● Directions
Return, in their exact form, the lines that lie between the start of the data below and the line containing "fn capacity(&self) -> usize;", with both ends included.

● Saved entries
>>>

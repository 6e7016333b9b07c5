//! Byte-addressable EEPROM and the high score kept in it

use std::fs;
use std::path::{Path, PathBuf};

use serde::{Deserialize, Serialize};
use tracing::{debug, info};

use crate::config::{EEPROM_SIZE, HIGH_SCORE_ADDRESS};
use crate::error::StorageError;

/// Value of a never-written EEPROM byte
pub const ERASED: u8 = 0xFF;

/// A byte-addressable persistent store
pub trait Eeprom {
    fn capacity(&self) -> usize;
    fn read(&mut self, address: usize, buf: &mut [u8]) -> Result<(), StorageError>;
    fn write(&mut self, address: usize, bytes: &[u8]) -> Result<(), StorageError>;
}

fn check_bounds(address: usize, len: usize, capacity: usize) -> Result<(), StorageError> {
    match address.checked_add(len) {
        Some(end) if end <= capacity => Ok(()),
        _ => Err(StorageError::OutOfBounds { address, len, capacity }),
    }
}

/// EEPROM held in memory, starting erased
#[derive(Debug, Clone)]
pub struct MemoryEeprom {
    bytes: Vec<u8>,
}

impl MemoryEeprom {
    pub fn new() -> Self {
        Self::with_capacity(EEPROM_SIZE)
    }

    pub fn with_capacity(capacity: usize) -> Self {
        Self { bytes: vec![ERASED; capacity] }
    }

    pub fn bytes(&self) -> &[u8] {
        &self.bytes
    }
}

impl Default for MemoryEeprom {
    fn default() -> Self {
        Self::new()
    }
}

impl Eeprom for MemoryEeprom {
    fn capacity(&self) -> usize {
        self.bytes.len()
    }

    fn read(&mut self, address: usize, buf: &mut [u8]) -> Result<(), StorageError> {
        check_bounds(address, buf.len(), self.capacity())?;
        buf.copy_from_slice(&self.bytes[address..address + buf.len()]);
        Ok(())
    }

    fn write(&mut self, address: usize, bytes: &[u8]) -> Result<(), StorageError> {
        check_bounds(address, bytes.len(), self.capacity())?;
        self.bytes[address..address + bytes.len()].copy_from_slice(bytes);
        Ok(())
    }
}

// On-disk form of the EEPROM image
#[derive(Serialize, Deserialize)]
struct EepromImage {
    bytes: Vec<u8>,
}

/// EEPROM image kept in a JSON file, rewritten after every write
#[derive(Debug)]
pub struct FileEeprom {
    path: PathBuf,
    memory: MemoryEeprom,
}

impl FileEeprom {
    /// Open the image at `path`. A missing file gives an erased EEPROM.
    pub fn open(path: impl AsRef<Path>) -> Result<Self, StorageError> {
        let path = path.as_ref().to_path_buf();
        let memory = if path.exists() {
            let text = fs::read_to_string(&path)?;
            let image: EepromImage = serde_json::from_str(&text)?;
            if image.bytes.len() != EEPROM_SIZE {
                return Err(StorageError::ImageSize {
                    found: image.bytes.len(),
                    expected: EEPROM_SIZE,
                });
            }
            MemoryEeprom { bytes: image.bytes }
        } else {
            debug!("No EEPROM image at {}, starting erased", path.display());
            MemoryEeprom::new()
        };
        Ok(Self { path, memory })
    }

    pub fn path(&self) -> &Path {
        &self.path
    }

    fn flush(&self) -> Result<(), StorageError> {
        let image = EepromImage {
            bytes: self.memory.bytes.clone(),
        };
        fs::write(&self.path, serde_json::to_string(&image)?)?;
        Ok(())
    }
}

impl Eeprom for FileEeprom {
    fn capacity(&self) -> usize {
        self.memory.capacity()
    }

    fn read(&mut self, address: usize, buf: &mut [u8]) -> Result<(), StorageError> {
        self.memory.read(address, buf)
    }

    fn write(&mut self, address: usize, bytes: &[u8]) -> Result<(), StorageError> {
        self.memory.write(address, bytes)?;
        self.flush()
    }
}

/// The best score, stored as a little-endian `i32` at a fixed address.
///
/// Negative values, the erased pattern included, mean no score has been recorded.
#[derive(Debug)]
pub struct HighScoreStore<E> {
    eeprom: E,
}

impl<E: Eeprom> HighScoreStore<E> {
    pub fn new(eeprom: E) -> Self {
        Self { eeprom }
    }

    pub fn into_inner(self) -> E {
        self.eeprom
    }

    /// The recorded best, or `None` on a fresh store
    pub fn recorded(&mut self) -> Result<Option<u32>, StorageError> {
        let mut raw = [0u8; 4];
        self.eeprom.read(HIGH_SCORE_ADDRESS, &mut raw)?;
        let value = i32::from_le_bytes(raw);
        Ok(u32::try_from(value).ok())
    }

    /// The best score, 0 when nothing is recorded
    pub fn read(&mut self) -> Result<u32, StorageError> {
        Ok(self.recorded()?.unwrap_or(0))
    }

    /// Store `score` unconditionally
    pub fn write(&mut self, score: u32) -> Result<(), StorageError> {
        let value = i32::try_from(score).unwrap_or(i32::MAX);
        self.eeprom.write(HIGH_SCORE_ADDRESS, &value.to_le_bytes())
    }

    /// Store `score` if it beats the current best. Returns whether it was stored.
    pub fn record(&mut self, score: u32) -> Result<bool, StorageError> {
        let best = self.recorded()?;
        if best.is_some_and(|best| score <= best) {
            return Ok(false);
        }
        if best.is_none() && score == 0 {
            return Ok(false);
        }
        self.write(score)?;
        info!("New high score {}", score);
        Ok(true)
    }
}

<<<

● Task answer
repository 6e7016333b9b07c5
//! Byte-addressable EEPROM and the high score kept in it

use std::fs;
use std::path::{Path, PathBuf};

use serde::{Deserialize, Serialize};
use tracing::{debug, info};

use crate::config::{EEPROM_SIZE, HIGH_SCORE_ADDRESS};
use crate::error::StorageError;

/// Value of a never-written EEPROM byte
pub const ERASED: u8 = 0xFF;

/// A byte-addressable persistent store
pub trait Eeprom {
    fn capacity(&self) -> usize;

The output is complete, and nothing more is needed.